═════ Records ═════

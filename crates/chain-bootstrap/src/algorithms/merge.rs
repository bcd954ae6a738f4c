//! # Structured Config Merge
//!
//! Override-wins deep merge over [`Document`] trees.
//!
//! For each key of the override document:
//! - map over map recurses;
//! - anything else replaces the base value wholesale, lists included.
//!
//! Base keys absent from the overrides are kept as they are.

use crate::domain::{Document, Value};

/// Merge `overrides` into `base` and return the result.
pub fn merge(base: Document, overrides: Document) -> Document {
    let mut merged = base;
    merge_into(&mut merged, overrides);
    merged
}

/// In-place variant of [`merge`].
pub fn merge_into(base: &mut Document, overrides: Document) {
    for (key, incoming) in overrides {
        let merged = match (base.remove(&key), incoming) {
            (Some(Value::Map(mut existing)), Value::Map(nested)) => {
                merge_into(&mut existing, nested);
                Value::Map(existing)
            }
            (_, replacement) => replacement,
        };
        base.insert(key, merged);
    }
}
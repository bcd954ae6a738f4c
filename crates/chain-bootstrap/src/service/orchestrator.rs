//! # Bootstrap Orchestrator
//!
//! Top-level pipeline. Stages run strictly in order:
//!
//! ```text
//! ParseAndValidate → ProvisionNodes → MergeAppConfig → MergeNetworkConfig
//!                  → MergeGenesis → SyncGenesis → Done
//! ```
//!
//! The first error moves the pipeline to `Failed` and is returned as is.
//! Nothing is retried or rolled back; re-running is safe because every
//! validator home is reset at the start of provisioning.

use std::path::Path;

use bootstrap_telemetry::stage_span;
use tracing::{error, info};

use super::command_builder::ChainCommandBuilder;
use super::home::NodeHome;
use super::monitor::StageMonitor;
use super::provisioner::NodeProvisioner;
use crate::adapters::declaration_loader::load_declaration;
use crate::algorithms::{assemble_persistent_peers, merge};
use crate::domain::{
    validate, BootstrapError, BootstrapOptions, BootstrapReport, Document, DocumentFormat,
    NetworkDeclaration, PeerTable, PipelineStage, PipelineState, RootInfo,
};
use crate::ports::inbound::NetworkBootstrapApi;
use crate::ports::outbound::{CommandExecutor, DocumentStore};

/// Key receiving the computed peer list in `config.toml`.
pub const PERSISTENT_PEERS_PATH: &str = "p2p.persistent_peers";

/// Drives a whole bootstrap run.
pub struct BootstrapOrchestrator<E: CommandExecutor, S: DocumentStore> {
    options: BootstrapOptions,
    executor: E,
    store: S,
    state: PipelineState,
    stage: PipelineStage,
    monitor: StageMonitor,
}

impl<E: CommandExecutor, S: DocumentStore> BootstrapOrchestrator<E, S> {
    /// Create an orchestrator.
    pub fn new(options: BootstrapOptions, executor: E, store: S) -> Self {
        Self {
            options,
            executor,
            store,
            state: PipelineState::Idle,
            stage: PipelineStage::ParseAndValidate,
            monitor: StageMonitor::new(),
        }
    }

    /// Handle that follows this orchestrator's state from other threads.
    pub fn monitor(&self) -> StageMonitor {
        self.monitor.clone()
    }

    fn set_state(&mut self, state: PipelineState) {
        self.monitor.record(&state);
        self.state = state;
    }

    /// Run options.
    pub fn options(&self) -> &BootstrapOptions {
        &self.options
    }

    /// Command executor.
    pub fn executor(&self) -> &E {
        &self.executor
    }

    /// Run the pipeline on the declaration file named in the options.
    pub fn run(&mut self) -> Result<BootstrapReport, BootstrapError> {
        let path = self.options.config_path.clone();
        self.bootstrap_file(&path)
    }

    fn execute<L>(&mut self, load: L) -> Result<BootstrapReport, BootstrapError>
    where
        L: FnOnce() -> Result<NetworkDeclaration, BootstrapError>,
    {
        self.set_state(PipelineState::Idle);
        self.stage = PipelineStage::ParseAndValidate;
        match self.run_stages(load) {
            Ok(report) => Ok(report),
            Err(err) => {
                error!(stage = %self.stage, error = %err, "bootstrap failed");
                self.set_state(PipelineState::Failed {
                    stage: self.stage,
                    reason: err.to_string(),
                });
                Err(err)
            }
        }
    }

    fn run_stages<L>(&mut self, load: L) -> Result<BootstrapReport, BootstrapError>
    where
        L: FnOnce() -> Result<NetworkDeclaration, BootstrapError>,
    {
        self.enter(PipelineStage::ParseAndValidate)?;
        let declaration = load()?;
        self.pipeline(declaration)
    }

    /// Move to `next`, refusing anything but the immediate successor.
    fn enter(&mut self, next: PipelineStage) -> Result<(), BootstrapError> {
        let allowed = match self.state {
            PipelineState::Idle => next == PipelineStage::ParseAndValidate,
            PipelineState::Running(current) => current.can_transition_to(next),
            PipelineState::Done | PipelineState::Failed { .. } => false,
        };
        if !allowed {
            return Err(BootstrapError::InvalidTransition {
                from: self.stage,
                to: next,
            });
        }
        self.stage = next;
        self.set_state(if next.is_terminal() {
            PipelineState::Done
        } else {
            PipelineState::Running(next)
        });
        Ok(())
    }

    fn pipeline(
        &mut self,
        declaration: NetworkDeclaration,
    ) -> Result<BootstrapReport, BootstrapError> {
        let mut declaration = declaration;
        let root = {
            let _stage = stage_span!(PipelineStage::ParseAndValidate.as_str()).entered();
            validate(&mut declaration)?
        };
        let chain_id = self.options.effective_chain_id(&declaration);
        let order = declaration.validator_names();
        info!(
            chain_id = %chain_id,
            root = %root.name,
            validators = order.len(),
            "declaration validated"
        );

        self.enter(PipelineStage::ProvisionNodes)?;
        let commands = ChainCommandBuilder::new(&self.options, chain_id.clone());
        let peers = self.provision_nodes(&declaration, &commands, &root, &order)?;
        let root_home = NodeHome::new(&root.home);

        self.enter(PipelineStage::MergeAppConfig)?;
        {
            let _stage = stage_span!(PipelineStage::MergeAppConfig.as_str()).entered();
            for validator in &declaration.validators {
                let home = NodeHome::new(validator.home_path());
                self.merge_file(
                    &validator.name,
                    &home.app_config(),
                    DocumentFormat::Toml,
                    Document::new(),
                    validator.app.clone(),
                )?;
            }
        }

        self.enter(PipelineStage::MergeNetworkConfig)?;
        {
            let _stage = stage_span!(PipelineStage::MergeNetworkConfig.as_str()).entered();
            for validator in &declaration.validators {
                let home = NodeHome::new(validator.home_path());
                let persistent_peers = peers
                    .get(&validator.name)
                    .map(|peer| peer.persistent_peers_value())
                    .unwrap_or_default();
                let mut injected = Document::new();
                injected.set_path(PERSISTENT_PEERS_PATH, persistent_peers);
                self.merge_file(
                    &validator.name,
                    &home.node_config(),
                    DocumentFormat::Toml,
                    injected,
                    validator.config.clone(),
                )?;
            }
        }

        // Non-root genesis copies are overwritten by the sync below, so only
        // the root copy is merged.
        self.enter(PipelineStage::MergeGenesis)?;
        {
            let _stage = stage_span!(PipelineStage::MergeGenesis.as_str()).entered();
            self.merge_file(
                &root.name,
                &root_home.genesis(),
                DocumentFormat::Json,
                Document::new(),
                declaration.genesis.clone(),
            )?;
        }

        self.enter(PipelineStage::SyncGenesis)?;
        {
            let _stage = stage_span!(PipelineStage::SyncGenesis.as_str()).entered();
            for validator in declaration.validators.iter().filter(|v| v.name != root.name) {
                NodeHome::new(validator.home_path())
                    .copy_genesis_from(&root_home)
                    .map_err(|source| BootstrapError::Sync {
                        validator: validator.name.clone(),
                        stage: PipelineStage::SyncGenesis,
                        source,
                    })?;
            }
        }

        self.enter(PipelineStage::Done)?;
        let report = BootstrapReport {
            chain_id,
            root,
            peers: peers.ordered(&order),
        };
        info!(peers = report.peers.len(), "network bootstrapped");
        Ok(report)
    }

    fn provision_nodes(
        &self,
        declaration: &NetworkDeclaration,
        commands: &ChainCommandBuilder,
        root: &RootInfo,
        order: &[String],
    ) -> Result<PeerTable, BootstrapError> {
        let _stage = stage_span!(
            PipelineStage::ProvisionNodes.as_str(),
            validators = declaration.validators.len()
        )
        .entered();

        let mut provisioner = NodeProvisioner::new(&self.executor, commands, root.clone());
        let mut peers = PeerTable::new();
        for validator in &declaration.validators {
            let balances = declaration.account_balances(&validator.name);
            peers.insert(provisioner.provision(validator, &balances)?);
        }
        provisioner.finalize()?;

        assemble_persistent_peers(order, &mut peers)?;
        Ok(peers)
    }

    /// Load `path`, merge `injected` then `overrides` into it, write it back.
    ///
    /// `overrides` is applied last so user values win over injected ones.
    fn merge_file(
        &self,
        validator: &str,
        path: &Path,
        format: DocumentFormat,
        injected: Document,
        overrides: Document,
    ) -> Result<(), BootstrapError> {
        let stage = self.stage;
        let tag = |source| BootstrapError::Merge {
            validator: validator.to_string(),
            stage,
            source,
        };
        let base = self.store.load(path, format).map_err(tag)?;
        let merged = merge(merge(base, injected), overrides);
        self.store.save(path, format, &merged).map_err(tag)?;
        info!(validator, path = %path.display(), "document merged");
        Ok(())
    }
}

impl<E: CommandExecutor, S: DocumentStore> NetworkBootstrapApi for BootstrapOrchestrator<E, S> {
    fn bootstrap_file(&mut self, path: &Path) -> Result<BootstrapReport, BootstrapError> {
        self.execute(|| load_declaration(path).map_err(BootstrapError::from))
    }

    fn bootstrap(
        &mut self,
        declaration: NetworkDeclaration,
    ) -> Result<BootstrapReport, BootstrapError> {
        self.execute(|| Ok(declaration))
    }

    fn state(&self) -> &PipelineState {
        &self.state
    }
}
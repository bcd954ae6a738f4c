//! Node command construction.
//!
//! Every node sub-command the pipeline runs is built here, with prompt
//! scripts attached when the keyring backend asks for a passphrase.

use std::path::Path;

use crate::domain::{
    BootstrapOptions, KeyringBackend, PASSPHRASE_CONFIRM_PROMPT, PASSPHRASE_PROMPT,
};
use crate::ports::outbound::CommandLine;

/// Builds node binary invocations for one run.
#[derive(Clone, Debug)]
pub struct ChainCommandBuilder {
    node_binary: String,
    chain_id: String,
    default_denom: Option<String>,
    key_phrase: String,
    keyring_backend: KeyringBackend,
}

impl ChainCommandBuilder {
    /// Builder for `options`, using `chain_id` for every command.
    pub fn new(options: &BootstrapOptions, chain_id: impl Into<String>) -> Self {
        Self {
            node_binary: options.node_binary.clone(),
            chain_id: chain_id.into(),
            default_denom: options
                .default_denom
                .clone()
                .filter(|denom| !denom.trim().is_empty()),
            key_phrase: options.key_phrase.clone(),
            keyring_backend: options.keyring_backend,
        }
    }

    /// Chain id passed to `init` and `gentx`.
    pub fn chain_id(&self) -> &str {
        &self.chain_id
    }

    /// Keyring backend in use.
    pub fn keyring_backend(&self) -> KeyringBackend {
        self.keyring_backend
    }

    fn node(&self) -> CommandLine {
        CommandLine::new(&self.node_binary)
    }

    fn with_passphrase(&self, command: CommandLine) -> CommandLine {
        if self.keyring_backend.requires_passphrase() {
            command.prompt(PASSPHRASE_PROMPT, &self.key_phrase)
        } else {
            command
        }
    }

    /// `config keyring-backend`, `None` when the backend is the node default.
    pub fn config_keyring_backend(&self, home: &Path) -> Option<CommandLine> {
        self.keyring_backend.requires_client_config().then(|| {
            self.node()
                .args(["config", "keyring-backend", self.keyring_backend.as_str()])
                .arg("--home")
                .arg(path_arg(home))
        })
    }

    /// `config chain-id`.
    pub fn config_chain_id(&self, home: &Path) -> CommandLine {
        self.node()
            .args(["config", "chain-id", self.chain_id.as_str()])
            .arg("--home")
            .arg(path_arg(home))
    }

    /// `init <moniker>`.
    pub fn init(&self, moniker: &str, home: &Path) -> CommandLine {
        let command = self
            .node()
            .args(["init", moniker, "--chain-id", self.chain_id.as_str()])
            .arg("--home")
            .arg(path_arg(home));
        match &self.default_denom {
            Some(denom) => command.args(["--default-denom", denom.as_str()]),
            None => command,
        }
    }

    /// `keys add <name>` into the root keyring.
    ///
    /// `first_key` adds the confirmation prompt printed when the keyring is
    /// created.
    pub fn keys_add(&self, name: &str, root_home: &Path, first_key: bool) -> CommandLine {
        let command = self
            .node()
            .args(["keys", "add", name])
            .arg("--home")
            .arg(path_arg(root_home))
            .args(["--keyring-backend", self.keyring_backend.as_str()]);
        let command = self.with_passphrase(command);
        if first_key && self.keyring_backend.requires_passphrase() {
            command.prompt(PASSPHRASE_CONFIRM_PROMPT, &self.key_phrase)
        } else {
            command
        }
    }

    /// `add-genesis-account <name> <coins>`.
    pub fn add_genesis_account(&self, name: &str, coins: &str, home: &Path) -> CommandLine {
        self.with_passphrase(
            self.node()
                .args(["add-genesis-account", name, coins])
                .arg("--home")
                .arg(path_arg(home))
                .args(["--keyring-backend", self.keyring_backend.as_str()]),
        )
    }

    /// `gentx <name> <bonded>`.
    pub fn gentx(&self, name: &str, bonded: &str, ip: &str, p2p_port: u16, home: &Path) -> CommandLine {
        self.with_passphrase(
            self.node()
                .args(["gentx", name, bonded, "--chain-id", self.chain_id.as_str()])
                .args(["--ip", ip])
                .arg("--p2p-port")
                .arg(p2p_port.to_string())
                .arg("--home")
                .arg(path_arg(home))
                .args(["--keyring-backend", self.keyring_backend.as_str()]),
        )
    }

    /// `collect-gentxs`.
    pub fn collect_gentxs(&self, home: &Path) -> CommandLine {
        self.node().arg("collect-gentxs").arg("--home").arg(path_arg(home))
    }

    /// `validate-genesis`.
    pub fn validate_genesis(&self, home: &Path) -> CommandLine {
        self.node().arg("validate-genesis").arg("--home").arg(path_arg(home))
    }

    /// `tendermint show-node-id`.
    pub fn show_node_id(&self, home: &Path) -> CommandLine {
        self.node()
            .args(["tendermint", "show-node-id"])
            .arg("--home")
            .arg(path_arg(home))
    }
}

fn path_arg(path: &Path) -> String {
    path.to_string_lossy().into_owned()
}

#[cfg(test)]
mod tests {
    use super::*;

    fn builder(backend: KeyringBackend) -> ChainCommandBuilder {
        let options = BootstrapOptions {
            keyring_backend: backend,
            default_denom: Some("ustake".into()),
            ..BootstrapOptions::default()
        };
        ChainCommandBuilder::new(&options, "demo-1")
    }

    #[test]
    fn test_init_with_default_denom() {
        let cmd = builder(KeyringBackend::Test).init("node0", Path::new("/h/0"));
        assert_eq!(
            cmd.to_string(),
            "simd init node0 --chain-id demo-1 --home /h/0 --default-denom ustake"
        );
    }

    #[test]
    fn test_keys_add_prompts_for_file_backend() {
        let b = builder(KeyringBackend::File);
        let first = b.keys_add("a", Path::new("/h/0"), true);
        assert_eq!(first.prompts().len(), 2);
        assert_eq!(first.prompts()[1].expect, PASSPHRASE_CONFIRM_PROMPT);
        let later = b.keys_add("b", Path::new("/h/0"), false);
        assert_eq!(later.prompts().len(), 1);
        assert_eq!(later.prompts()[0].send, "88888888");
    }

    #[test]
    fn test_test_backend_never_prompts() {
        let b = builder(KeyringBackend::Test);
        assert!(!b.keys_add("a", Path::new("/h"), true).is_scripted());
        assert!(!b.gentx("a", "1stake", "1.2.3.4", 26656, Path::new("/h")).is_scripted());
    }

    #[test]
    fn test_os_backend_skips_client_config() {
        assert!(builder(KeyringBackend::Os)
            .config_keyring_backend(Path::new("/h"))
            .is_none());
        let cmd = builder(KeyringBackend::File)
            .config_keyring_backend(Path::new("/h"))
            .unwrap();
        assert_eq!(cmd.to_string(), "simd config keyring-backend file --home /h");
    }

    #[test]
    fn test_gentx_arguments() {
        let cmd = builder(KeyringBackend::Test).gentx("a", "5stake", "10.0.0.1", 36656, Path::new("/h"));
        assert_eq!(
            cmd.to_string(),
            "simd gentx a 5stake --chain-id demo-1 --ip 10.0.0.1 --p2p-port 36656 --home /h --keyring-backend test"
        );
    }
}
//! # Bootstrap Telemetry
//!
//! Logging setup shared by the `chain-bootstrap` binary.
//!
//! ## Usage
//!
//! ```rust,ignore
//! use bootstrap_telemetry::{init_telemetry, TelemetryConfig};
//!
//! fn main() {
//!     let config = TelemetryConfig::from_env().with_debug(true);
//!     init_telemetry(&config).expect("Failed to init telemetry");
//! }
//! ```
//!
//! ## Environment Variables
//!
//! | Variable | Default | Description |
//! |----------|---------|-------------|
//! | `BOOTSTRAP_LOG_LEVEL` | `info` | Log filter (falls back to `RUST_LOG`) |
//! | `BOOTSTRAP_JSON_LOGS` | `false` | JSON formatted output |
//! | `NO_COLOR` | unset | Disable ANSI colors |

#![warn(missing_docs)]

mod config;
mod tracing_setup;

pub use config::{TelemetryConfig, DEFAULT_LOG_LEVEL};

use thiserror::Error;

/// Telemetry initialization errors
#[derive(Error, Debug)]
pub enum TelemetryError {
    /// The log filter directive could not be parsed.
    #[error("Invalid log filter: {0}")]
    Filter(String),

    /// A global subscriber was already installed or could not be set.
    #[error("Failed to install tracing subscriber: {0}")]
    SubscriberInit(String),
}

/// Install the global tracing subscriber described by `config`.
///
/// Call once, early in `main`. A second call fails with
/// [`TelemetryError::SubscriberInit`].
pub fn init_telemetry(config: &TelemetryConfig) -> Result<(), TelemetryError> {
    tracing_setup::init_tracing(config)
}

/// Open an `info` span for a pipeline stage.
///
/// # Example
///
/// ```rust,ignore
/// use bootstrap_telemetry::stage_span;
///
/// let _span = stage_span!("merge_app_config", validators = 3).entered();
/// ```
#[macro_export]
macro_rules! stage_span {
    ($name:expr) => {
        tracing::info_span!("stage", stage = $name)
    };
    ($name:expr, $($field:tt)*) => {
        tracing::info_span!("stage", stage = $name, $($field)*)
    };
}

═════

Determine how many lines of the data above hold the word "TelemetryConfig". Output that number only.

4